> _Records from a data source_
####

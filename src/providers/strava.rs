use async_trait::async_trait;
use chrono::{DateTime, Utc};
use serde::Deserialize;

use super::traits::{RefreshedToken, TokenProvider};
use crate::error::ApiError;

/// Strava OAuth 2.0 token provider.
///
/// Quirks:
/// - Client credentials go in the form body, not a Basic auth header.
/// - Expiry comes back as an absolute epoch `expires_at`.
/// - A refresh credential is always echoed back; it only changes
///   occasionally, so rotation must be detected by comparison.
pub struct StravaProvider {
    client_id: String,
    client_secret: String,
    http: reqwest::Client,
}

// Raw token response from Strava's token endpoint
#[derive(Debug, Deserialize)]
struct StravaTokenResponse {
    access_token: String,
    refresh_token: String,
    expires_at: i64,
}

impl StravaProvider {
    pub fn new(client_id: String, client_secret: String) -> Self {
        Self {
            client_id,
            client_secret,
            http: super::http_client(),
        }
    }
}

#[async_trait]
impl TokenProvider for StravaProvider {
    fn id(&self) -> &'static str {
        "strava"
    }

    fn display_name(&self) -> &str {
        "Strava"
    }

    async fn refresh(&self, refresh_token: &str) -> Result<RefreshedToken, ApiError> {
        let resp = self
            .http
            .post("https://www.strava.com/oauth/token")
            .form(&[
                ("client_id", self.client_id.as_str()),
                ("client_secret", self.client_secret.as_str()),
                ("grant_type", "refresh_token"),
                ("refresh_token", refresh_token),
            ])
            .send()
            .await
            .map_err(|e| ApiError::ProviderUnavailable(format!("Strava refresh request failed: {e}")))?;

        let status = resp.status();
        if !status.is_success() {
            let body = resp.text().await.unwrap_or_default();
            if status.is_client_error() {
                return Err(ApiError::CredentialRejected(format!(
                    "Strava refused refresh ({status}): {body}"
                )));
            }
            return Err(ApiError::ProviderUnavailable(format!(
                "Strava refresh failed ({status}): {body}"
            )));
        }

        let token_resp: StravaTokenResponse = resp
            .json()
            .await
            .map_err(|e| ApiError::ProviderUnavailable(format!("Failed to parse Strava response: {e}")))?;

        let expires_at = DateTime::<Utc>::from_timestamp(token_resp.expires_at, 0).ok_or_else(|| {
            ApiError::ProviderUnavailable(format!(
                "Strava returned unusable expires_at {}",
                token_resp.expires_at
            ))
        })?;

        Ok(RefreshedToken {
            access_token: token_resp.access_token,
            expires_at,
            new_refresh_token: Some(token_resp.refresh_token),
        })
    }
}

#[cfg(test)]
mod tests {
    use super::*;

    #[test]
    fn parses_absolute_expiry_response() {
        let raw = r#"{
            "token_type": "Bearer",
            "access_token": "at-9",
            "expires_at": 1704067200,
            "expires_in": 21600,
            "refresh_token": "rt-9"
        }"#;
        let resp: StravaTokenResponse = serde_json::from_str(raw).unwrap();
        assert_eq!(resp.expires_at, 1704067200);

        let normalized = DateTime::<Utc>::from_timestamp(resp.expires_at, 0).unwrap();
        assert_eq!(normalized.to_rfc3339(), "2024-01-01T00:00:00+00:00");
    }
}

####

> _Try it_
Return every line from the entries that holds the string "ProviderUnavailable".

> _Exercise solution_
            .map_err(|e| ApiError::ProviderUnavailable(format!("Strava refresh request failed: {e}")))?;
            return Err(ApiError::ProviderUnavailable(format!(
            .map_err(|e| ApiError::ProviderUnavailable(format!("Failed to parse Strava response: {e}")))?;
            ApiError::ProviderUnavailable(format!(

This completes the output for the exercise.